Json
Transform plugin : Json [Spark]
Description
Json analysis of the specified fields of the original data set
Options
name | type | required | default value |
---|---|---|---|
source_field | string | no | raw_message |
target_field | string | no | root |
schema_dir | string | no | - |
schema_file | string | no | - |
common-options | string | no | - |
source_field [string]
Source field, if not configured, the default is raw_message
target_field [string]
The target field, if it is not configured, the default is __root__
, and the result of Json parsing will be uniformly placed at the top of the Dataframe
schema_dir [string]
Style directory, if not configured, the default is $seatunnelRoot/plugins/json/files/schemas/
schema_file [string]
The style file name, if it is not configured, the default is empty, that is, the structure is not specified, and the system derives it by itself according to the input of the data source.
common options [string]
Transform plugin common parameters, please refer to Transform Plugin for details
Schema Use cases
json schema
usage scenarios
The multiple data sources of a single task may contain different styles of json data. For example, the topicA
style from Kafka
is
{
"A": "a_val",
"B": "b_val"
}
The style from topicB
is
{
"C": "c_val",
"D": "d_val"
}
When running Transform
, you need to fuse the data of topicA
and topicB
into a wide table for calculation.

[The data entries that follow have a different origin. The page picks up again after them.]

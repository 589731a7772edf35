//! 中继端到端测试：经 axum 路由走完整回合（Mock 厂商 API，无网络）

use std::sync::Arc;
use std::time::Duration;

use axum::body::{to_bytes, Body};
use axum::http::{Request, StatusCode};
use serde_json::{json, Value};
use tower::ServiceExt;

use foundry_relay::foundry::{
    mock_run, AgentInfo, MessageRole, MockAgentsApi, RunStatus, ThreadMessage,
};
use foundry_relay::orchestrator::{PollSettings, TurnOrchestrator};
use foundry_relay::resolver::AgentResolver;
use foundry_relay::server::{router, AppState};
use foundry_relay::session::SessionRegistry;
use foundry_relay::tools::ToolRegistry;

fn build_router(api: Arc<MockAgentsApi>) -> axum::Router {
    let resolver = Arc::new(AgentResolver::new(api.clone()));
    let sessions = Arc::new(SessionRegistry::new(api.clone()));
    let settings = PollSettings {
        interval: Duration::from_millis(1),
        max_attempts: Some(60),
    };
    let orchestrator = Arc::new(TurnOrchestrator::new(
        api.clone(),
        resolver.clone(),
        sessions.clone(),
        Arc::new(ToolRegistry::new()),
        "aescher2",
        settings,
    ));
    router(Arc::new(AppState {
        agent_name: "aescher2".to_string(),
        api,
        resolver,
        sessions,
        orchestrator,
    }))
}

fn test_agent() -> AgentInfo {
    AgentInfo {
        id: "asst_abc".to_string(),
        name: Some("aescher2".to_string()),
        model: Some("gpt-4o".to_string()),
        instructions: Some("Answer with facts".to_string()),
        tools: vec![json!({"type": "function", "function": {"name": "getFactCard"}})],
        tool_resources: Some(json!({"file_search": {"vector_store_ids": ["vs_1"]}})),
        created_at: Some(1700000000),
    }
}

fn assistant_message(id: &str, text: &str) -> ThreadMessage {
    ThreadMessage {
        id: id.to_string(),
        role: MessageRole::Assistant,
        content: json!([{"type": "text", "text": {"value": text, "annotations": []}}]),
    }
}

fn script_completed_turn(api: &MockAgentsApi, msg: &str) {
    api.push_run(mock_run("run_1", RunStatus::Queued));
    api.push_run(mock_run("run_1", RunStatus::Completed));
    api.set_messages(vec![assistant_message("msg_1", msg)]);
}

async fn post_json(app: &axum::Router, path: &str, body: Value) -> (StatusCode, Value) {
    let response = app
        .clone()
        .oneshot(
            Request::post(path)
                .header("content-type", "application/json")
                .body(Body::from(body.to_string()))
                .unwrap(),
        )
        .await
        .unwrap();
    let status = response.status();
    let bytes = to_bytes(response.into_body(), usize::MAX).await.unwrap();
    let value = serde_json::from_slice(&bytes).unwrap_or(Value::Null);
    (status, value)
}

async fn get_json(app: &axum::Router, path: &str) -> (StatusCode, Value) {
    let response = app
        .clone()
        .oneshot(Request::get(path).body(Body::empty()).unwrap())
        .await
        .unwrap();
    let status = response.status();
    let bytes = to_bytes(response.into_body(), usize::MAX).await.unwrap();
    let value = serde_json::from_slice(&bytes).unwrap_or(Value::Null);
    (status, value)
}

#[tokio::test]
async fn chat_turn_returns_content_and_thread() {
    let api = Arc::new(MockAgentsApi::new());
    api.set_agents(vec![test_agent()]);
    script_completed_turn(&api, "Hi there");
    let app = build_router(api.clone());

    let (status, body) = post_json(
        &app,
        "/api/chat",
        json!({"message": "Hello", "sessionId": "s1"}),
    )
    .await;

    assert_eq!(status, StatusCode::OK);
    assert_eq!(body["content"], "Hi there");
    assert_eq!(body["sources"], json!([]));
    assert_eq!(body["threadId"], "thread_1");
    assert_eq!(body["meta"]["toolUsed"], json!(false));
    assert_eq!(body["meta"]["safety"]["status"], "passed");
}

#[tokio::test]
async fn chat_without_message_is_bad_request() {
    let api = Arc::new(MockAgentsApi::new());
    let app = build_router(api);

    let (status, body) = post_json(&app, "/api/chat", json!({"sessionId": "s1"})).await;
    assert_eq!(status, StatusCode::BAD_REQUEST);
    assert_eq!(body["error"], "Message is required");

    let app2 = build_router(Arc::new(MockAgentsApi::new()));
    let (status, _) = post_json(&app2, "/api/chat", json!({"message": "   "})).await;
    assert_eq!(status, StatusCode::BAD_REQUEST);
}

#[tokio::test]
async fn same_session_reuses_thread_until_cleared() {
    let api = Arc::new(MockAgentsApi::new());
    api.set_agents(vec![test_agent()]);
    let app = build_router(api.clone());

    script_completed_turn(&api, "first");
    let (_, body1) = post_json(
        &app,
        "/api/chat",
        json!({"message": "one", "sessionId": "s1"}),
    )
    .await;

    script_completed_turn(&api, "second");
    let (_, body2) = post_json(
        &app,
        "/api/chat",
        json!({"message": "two", "sessionId": "s1"}),
    )
    .await;
    assert_eq!(body1["threadId"], body2["threadId"]);

    let (status, cleared) = post_json(&app, "/api/clear", json!({"sessionId": "s1"})).await;
    assert_eq!(status, StatusCode::OK);
    assert_eq!(cleared["status"], "cleared");
    // 重复 clear 幂等
    let (status, _) = post_json(&app, "/api/clear", json!({"sessionId": "s1"})).await;
    assert_eq!(status, StatusCode::OK);

    script_completed_turn(&api, "third");
    let (_, body3) = post_json(
        &app,
        "/api/chat",
        json!({"message": "three", "sessionId": "s1"}),
    )
    .await;
    assert_ne!(body1["threadId"], body3["threadId"]);
}

#[tokio::test]
async fn run_failure_surfaces_as_500_error_payload() {
    let api = Arc::new(MockAgentsApi::new());
    api.set_agents(vec![test_agent()]);
    let mut failed = mock_run("run_1", RunStatus::Failed);
    failed.last_error = Some(foundry_relay::foundry::LastError {
        code: Some("server_error".to_string()),
        message: Some("model exploded".to_string()),
    });
    api.push_run(failed);
    let app = build_router(api);

    let (status, body) = post_json(&app, "/api/chat", json!({"message": "hi"})).await;
    assert_eq!(status, StatusCode::INTERNAL_SERVER_ERROR);
    assert!(body["error"].as_str().unwrap().contains("model exploded"));
}

#[tokio::test]
async fn health_reports_resolved_identity() {
    let api = Arc::new(MockAgentsApi::new());
    api.set_agents(vec![test_agent()]);
    let app = build_router(api);

    let (status, body) = get_json(&app, "/api/health").await;
    assert_eq!(status, StatusCode::OK);
    assert_eq!(body["status"], "ok");
    assert_eq!(body["agentName"], "aescher2");
    assert_eq!(body["agentId"], "asst_abc");
    assert_eq!(body["mode"], "dynamic-resolution");
}

#[tokio::test]
async fn health_degrades_to_configured_name() {
    // 项目里没有任何智能体时仍然报 ok
    let api = Arc::new(MockAgentsApi::new());
    let app = build_router(api);

    let (status, body) = get_json(&app, "/api/health").await;
    assert_eq!(status, StatusCode::OK);
    assert_eq!(body["agentName"], "aescher2");
    assert_eq!(body["agentId"], "aescher2");
}

#[tokio::test]
async fn agent_metadata_endpoint() {
    let api = Arc::new(MockAgentsApi::new());
    api.set_agents(vec![test_agent()]);
    let app = build_router(api);

    let (status, body) = get_json(&app, "/api/agent").await;
    assert_eq!(status, StatusCode::OK);
    assert_eq!(body["name"], "aescher2");
    assert_eq!(body["id"], "asst_abc");
    assert_eq!(body["model"], "gpt-4o");
    assert_eq!(body["tools"], json!(["fn:getFactCard"]));
    assert_eq!(body["vectorStoreIds"], json!(["vs_1"]));
}

#[tokio::test]
async fn agents_listing_endpoint() {
    let api = Arc::new(MockAgentsApi::new());
    api.set_agents(vec![test_agent()]);
    let app = build_router(api);

    let (status, body) = get_json(&app, "/api/agents").await;
    assert_eq!(status, StatusCode::OK);
    let agents = body["agents"].as_array().unwrap();
    assert_eq!(agents.len(), 1);
    assert_eq!(agents[0]["id"], "asst_abc");
    assert_eq!(agents[0]["tools"], json!(["fn:getFactCard"]));
}
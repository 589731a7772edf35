//! 中继错误类型
//!
//! 安全拦截（content_filter）不是错误：编排器会返回带 safety 标记的正常结果。
//! 工具执行失败也不在此列——工具错误作为 JSON 载荷回传给智能体。

use thiserror::Error;

/// 一次智能体回合中可能出现的错误（解析、提交、运行、超时等）
#[derive(Error, Debug)]
pub enum RelayError {
    /// 按名称解析智能体失败，附可用名称列表便于排查
    #[error("Agent \"{name}\" not found in project. Available agents: {}", .available.join(", "))]
    AgentNotFound { name: String, available: Vec<String> },

    #[error("Failed to add message: {0}")]
    MessageSubmission(String),

    #[error("Failed to create run: {0}")]
    RunCreation(String),

    #[error("Run failed: {0}")]
    RunFailed(String),

    #[error("Run timed out")]
    RunTimeout,

    #[error("Run cancelled")]
    RunCancelled,

    #[error("Tool execution failed: {0}")]
    ToolExecution(String),

    #[error("Token acquisition failed: {0}")]
    Auth(String),

    /// 厂商 API 返回非成功状态码（含状态与响应体）
    #[error("Foundry API error: {0}")]
    Api(String),

    #[error("HTTP error: {0}")]
    Http(#[from] reqwest::Error),

    #[error("JSON parse error: {0}")]
    Json(#[from] serde_json::Error),

    #[error("Config error: {0}")]
    Config(String),
}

You can specify a schema
whose content style is:
{
"A": "a_val",
"B": "b_val",
"C": "c_val",
"D": "d_val"
}
Then the fusion output result of topicA
and topicB
is:
+-----+-----+-----+-----+
|A |B |C |D |
+-----+-----+-----+-----+
|a_val|b_val|null |null |
|null |null |c_val|d_val|
+-----+-----+-----+-----+
Examples
Do not use target_field
json {
source_field = "message"
}
- Source
+----------------------------+
|message |
+----------------------------+
|{"name": "ricky", "age": 24}|
|{"name": "gary", "age": 28} |
+----------------------------+
- Sink
+----------------------------+---+-----+
|message |age|name |
+----------------------------+---+-----+
|{"name": "gary", "age": 28} |28 |gary |
|{"name": "ricky", "age": 23}|23 |ricky|
+----------------------------+---+-----+
Use target_field
json {
source_field = "message"
target_field = "info"
}
- Souce
+----------------------------+
|message |
+----------------------------+
|{"name": "ricky", "age": 24}|
|{"name": "gary", "age": 28} |
+----------------------------+
- Sink
+----------------------------+----------+
|message |info |
+----------------------------+----------+
|{"name": "gary", "age": 28} |[28,gary] |
|{"name": "ricky", "age": 23}|[23,ricky]|
+----------------------------+----------+
The results of json processing support
select * from where info.age = 23
such SQL statements
Use schema_file
json {
source_field = "message"
schema_file = "demo.json"
}
- Schema
Place the following content in ~/seatunnel/plugins/json/files/schemas/demo.json
of Driver Node:
{
"name": "demo",
"age": 24,
"city": "LA"
}
- Source
+----------------------------+
|message |
+----------------------------+
|{"name": "ricky", "age": 24}|
|{"name": "gary", "age": 28} |
+----------------------------+
- Sink
+----------------------------+---+-----+-----+
|message |age|name |city |
+----------------------------+---+-----+-----+
|{"name": "gary", "age": 28} |28 |gary |null |
|{"name": "ricky", "age": 23}|23 |ricky|null |
+----------------------------+---+-----+-----+
If you use
cluster mode
for deployment, make sure that thejson schemas
directory is packaged inplugins.tar.gz